As someone who had to live through the current Starr King Situation first hand, and had to make several enormous decisions based on the academic, cultural and spiritual climate of the school, I completely understand why this blog is anonymous, I support opening this conversation wholeheartedly and I resent anyone who isn't willing to understand the depth to which this fear among seminarians really goes. Frankly, the only reason I'm willing to put my name out here is because I have already gone on record in print as someone who thinks we aren't brave enough.

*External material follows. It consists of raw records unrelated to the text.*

//! The daily pass: send each due contact the next step of its segment's
//! sequence, or the recurring call-to-action once the sequence is exhausted.
//!
//! A pass walks the rows once, in store order, and never stops early because
//! of one row. Per row the order is always send first, then advance the
//! cursor; a failed send leaves the row due so the next pass on the same day
//! tries again. A failed cursor write is counted and logged but does not undo
//! the send. The cursor never moves unless `Next_Step_Date` moved first, so a
//! row is never both advanced and still due.

use std::{
  collections::{HashMap, HashSet},
  fmt,
};

use chrono::NaiveDate;
use drip_core::{
  contact::{Contact, SegmentState, StepMarker},
  mail::MailTransport,
  sequence::{SequenceStep, personalize, sequence_key},
  sheet::Worksheet,
};
use serde::Serialize;
use tracing::{debug, info, warn};

use crate::{Result, campaign::Campaign};

/// What a single pass did.
#[derive(Debug, Clone, Default, PartialEq, Eq, Serialize)]
pub struct RunReport {
  /// Data rows read from the store.
  pub rows:               usize,
  /// Sequence steps sent.
  pub sent:               usize,
  /// Call-to-action messages sent.
  pub cta_sent:           usize,
  /// Rows with no email or no segment.
  pub skipped_incomplete: usize,
  /// Rows still awaiting segment selection.
  pub skipped_pending:    usize,
  /// Rows whose next send is not today.
  pub skipped_not_due:    usize,
  /// Rows whose email was already messaged earlier in this pass.
  pub skipped_duplicate:  usize,
  /// Rows whose segment has no usable sequence.
  pub skipped_no_sequence: usize,
  pub send_failures:      usize,
  /// Cursor cells that could not be written after a successful send.
  pub write_failures:     usize,
}

impl RunReport {
  /// Messages sent of either kind.
  pub fn total_sent(&self) -> usize { self.sent + self.cta_sent }
}

impl fmt::Display for RunReport {
  fn fmt(&self, f: &mut fmt::Formatter<'_>) -> fmt::Result {
    write!(
      f,
      "{} rows: {} sequence emails and {} call-to-action emails sent; skipped {} incomplete, {} \
       pending, {} not due, {} duplicate, {} without a sequence; {} send failures, {} write \
       failures",
      self.rows,
      self.sent,
      self.cta_sent,
      self.skipped_incomplete,
      self.skipped_pending,
      self.skipped_not_due,
      self.skipped_duplicate,
      self.skipped_no_sequence,
      self.send_failures,
      self.write_failures,
    )
  }
}

/// Position in the sequence implied by the cursor cell.
fn step_index(contact: &Contact, sequence_len: usize) -> usize {
  match &contact.last_step {
    None => 0,
    Some(StepMarker::Week(n)) => *n as usize,
    Some(StepMarker::CtaLoop) => sequence_len,
    Some(StepMarker::Unrecognized(raw)) => {
      warn!(row = %contact.row, email = %contact.email, value = %raw, "unrecognised Last_Email_Sent; starting from the first step");
      0
    }
  }
}
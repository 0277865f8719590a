//! Outgoing mail and the `MailTransport` trait.

use std::future::Future;

/// How the body of an [`Outgoing`] message should be labelled.
#[derive(Debug, Clone, Copy, PartialEq, Eq, Default)]
pub enum BodyFormat {
  #[default]
  Plain,
  Html,
}

/// One fully rendered message for a single recipient.
#[derive(Debug, Clone, PartialEq, Eq)]
pub struct Outgoing {
  pub to:      String,
  pub subject: String,
  pub body:    String,
  pub format:  BodyFormat,
}

impl Outgoing {
  pub fn plain(to: impl Into<String>, subject: impl Into<String>, body: impl Into<String>) -> Self {
    Self {
      to:      to.into(),
      subject: subject.into(),
      body:    body.into(),
      format:  BodyFormat::Plain,
    }
  }

  pub fn html(to: impl Into<String>, subject: impl Into<String>, body: impl Into<String>) -> Self {
    Self { format: BodyFormat::Html, ..Self::plain(to, subject, body) }
  }
}

/// Something that can hand a message to a mail server.
///
/// One call is one transmission attempt. Retrying is the caller's business.
pub trait MailTransport: Send + Sync {
  type Error: std::error::Error + Send + Sync + 'static;

  fn deliver<'a>(
    &'a self,
    mail: &'a Outgoing,
  ) -> impl Future<Output = Result<(), Self::Error>> + Send + 'a;
}
//! The `Worksheet` trait: a header row followed by rows of string cells.
//!
//! The trait is implemented by storage backends (e.g. `drip-store-sqlite`).
//! The campaign crate depends on this abstraction and parses rows into typed
//! [`Contact`](crate::contact::Contact)s at its boundary.

use std::{fmt, future::Future};

use crate::{Error, Result};

// ─── Columns ─────────────────────────────────────────────────────────────────

/// The fixed contact schema, in store order. Discriminants are the 1-based
/// column numbers.
#[derive(Debug, Clone, Copy, PartialEq, Eq, Hash)]
pub enum Column {
  Name          = 1,
  Email         = 2,
  Segment       = 3,
  LastEmailSent = 4,
  NextStepDate  = 5,
  Timestamp     = 6,
  Notes         = 7,
}

/// Number of columns in a contact row.
pub const COLUMN_COUNT: usize = 7;

impl Column {
  pub const ALL: [Column; COLUMN_COUNT] = [
    Column::Name,
    Column::Email,
    Column::Segment,
    Column::LastEmailSent,
    Column::NextStepDate,
    Column::Timestamp,
    Column::Notes,
  ];

  /// 1-based column number.
  pub fn number(self) -> usize { self as usize }

  /// 0-based offset into a record's cells.
  pub fn offset(self) -> usize { self as usize - 1 }

  /// Header cell text.
  pub fn header(self) -> &'static str {
    match self {
      Column::Name => "Name",
      Column::Email => "Email",
      Column::Segment => "Segment",
      Column::LastEmailSent => "Last_Email_Sent",
      Column::NextStepDate => "Next_Step_Date",
      Column::Timestamp => "Timestamp",
      Column::Notes => "Notes",
    }
  }

  pub fn from_number(n: usize) -> Result<Self> {
    Column::ALL
      .get(n.wrapping_sub(1))
      .copied()
      .ok_or(Error::UnknownColumn(n))
  }
}

impl fmt::Display for Column {
  fn fmt(&self, f: &mut fmt::Formatter<'_>) -> fmt::Result {
    f.write_str(self.header())
  }
}

// ─── Row references ──────────────────────────────────────────────────────────

/// Number of header rows above the first record.
pub const HEADER_ROWS: u32 = 1;

/// A 1-based store row number. Row 1 is the header.
#[derive(Debug, Clone, Copy, PartialEq, Eq, PartialOrd, Ord, Hash)]
pub struct RowRef(u32);

impl RowRef {
  /// Reference a data row by store row number; the header row is refused.
  pub fn new(row: u32) -> Result<Self> {
    if row <= HEADER_ROWS {
      return Err(Error::HeaderRow(row));
    }
    Ok(Self(row))
  }

  /// The row holding the `index`-th record (0-based) returned by
  /// [`Worksheet::records`].
  pub fn for_record(index: usize) -> Self {
    Self(index as u32 + HEADER_ROWS + 1)
  }

  pub fn get(self) -> u32 { self.0 }
}

impl fmt::Display for RowRef {
  fn fmt(&self, f: &mut fmt::Formatter<'_>) -> fmt::Result { self.0.fmt(f) }
}

// ─── Trait ───────────────────────────────────────────────────────────────────

/// Abstraction over a tabular contact store.
///
/// The store offers no transactions and no row locking: every
/// [`update_cell`](Worksheet::update_cell) is an independent write.
pub trait Worksheet: Send + Sync {
  type Error: std::error::Error + Send + Sync + 'static;

  /// All data rows below the header, in store order. Record `i` lives at
  /// [`RowRef::for_record(i)`](RowRef::for_record). Rows may be shorter than
  /// [`COLUMN_COUNT`]; missing trailing cells read as empty.
  fn records(&self) -> impl Future<Output = Result<Vec<Vec<String>>, Self::Error>> + Send + '_;

  /// Overwrite a single cell.
  fn update_cell(
    &self,
    row: RowRef,
    column: Column,
    value: String,
  ) -> impl Future<Output = Result<(), Self::Error>> + Send + '_;

  /// Append a row after the last one and return where it landed.
  fn append_row(
    &self,
    cells: Vec<String>,
  ) -> impl Future<Output = Result<RowRef, Self::Error>> + Send + '_;
}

This post is spot on and captures what many of us who are directly involved are really feeling. If we are going to be called to prophetic witness, we can't be cultivating paranoid, small minded ways that only serve to protect our financial and public image security. We can't be rash or foolhardy, but we need to work harder to set an example of being bold. I have not seen many "on the other side" coming forward to ask the tough question of Starr King, nor have I heard alums challenging the institution directly to fix this and create an environment that would allow this post to be named. Where is the bold alumni voice that will lead current students to a place of knowing that they will be supported by their community?

Boldness means admitting our mistakes, acknowledging our shortcomings and being able as a community to hear it when those we care most about are scared out of their wits.

Christine Robinson said...

We UU's have come to make a fetish of knowing names. There are times when it is not possible to understand or address criticism unless we know the source. There are other time in which it really doesn't matter who said it, or even why they don't want to be public. This strikes me as one of those times. We can measure the truth of these statements and address their causes without knowing who spoke them aloud.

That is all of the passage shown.